Все мною сказанное Жданов внимательно выслушал и еще раз прочитал мою запись беседы с Моисеем, подошел к телефону ВЧ и попросил московскую телефонистку соединить со Сталиным. Такого оборота дел я не ожидал и конечно взволновался — что скажет Сталин. Через минуту Жданову сообщили, что Сталину можно позвонить через полчаса. Отойдя от телефонного аппарата, Жданов стал прохаживаться по комнате. Считая свою миссию законченной, я поднялся с кресла и сделал два шага к выходу, но он остановил меня, сказав:
— Вы можете понадобиться при моем разговоре, останьтесь и коротко изложите вашу прошлую информацию.
Я захватил с собой записку тезисного изложения информации, полученной за последнее время, и положил ему на стол два листа машинописного текста. Жданов тут же начал внимательно читать, отмечая карандашом целые предложения.

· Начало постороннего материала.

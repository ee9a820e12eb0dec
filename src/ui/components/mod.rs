//! ShadCN-style reusable UI components.
//!
//! This module provides a set of composable, accessible UI components
//! inspired by shadcn/ui, rendered via Leptos SSR.
//!
//! # Components
//!
//! - [`Button`]: Primary icon button
//! - [`Avatar`]: User avatar with fallback
//! - [`SourceChip`]: Citation link with favicon
//! - [`SystemMessage`]: Footer notices
//! - [`ThemeToggle`]: Light/dark switch
//! - [`ThinkingLoader`]: Pending-answer indicator
//! - `*Icon`: SVG icon components

mod avatar;
mod button;
mod icons;
mod loader;
mod source;
mod system_message;
mod theme_toggle;

pub use avatar::{Avatar, assistant_avatar_url};
pub use button::Button;
pub use icons::*;
pub use loader::ThinkingLoader;
pub use source::{SourceChip, SourceLabel};
pub use system_message::{SystemMessage, SystemMessageVariant};
pub use theme_toggle::ThemeToggle;
//! Client for the external question-answering backend.
//!
//! The backend exposes a single endpoint, `POST {base}/question?question=...`,
//! and answers with a JSON body carrying the generated answer and the URLs
//! of the documents it was built from.
//!
//! [`QuestionApi`] is the seam the rest of the crate talks to, so the chat
//! state machine and the mutation hook can be driven without a network.
//!
//! # Example
//!
//! ```rust,no_run
//! use jobs_rag_chat::api::{QuestionApi, QuestionClient};
//!
//! # async fn example() -> Result<(), Box<dyn std::error::Error>> {
//! let client = QuestionClient::new("http://localhost:8000")?;
//! let response = client.ask("Salarios en Naranja X").await?;
//! println!("{} ({} sources)", response.answer, response.sources.len());
//! # Ok(())
//! # }
//! ```

mod client;
mod error;
mod types;

pub use client::QuestionClient;
pub use error::QuestionError;
pub use types::QuestionResponse;

/// Asks questions to a question-answering backend.
#[async_trait::async_trait]
pub trait QuestionApi: Send + Sync + std::fmt::Debug {
    /// Send one question and wait for the backend's answer.
    async fn ask(&self, question: &str) -> Result<QuestionResponse, QuestionError>;
}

Ровно через полчаса его соединили со Сталиным. Свой доклад он начал с изложения внутриполитической обстановки в Финляндии, а затем перешел к тому, что в настоящее время в парламенте готовится закон о суде над главными виновниками войны, вокруг которого как в парламенте, так и в стране разрастается борьба между демократами и реакционными силами — кого судить, кто судьи и на какие сроки осуждать.
Сталин прервал его и, видимо, спросил, что делает правительство в этом направлении.
— Оно испытывает сильное противодействие этому со стороны врагов Советского Союза, — сказал Жданов и далее стал излагать предложения в отношении отставки президента Маннергейма.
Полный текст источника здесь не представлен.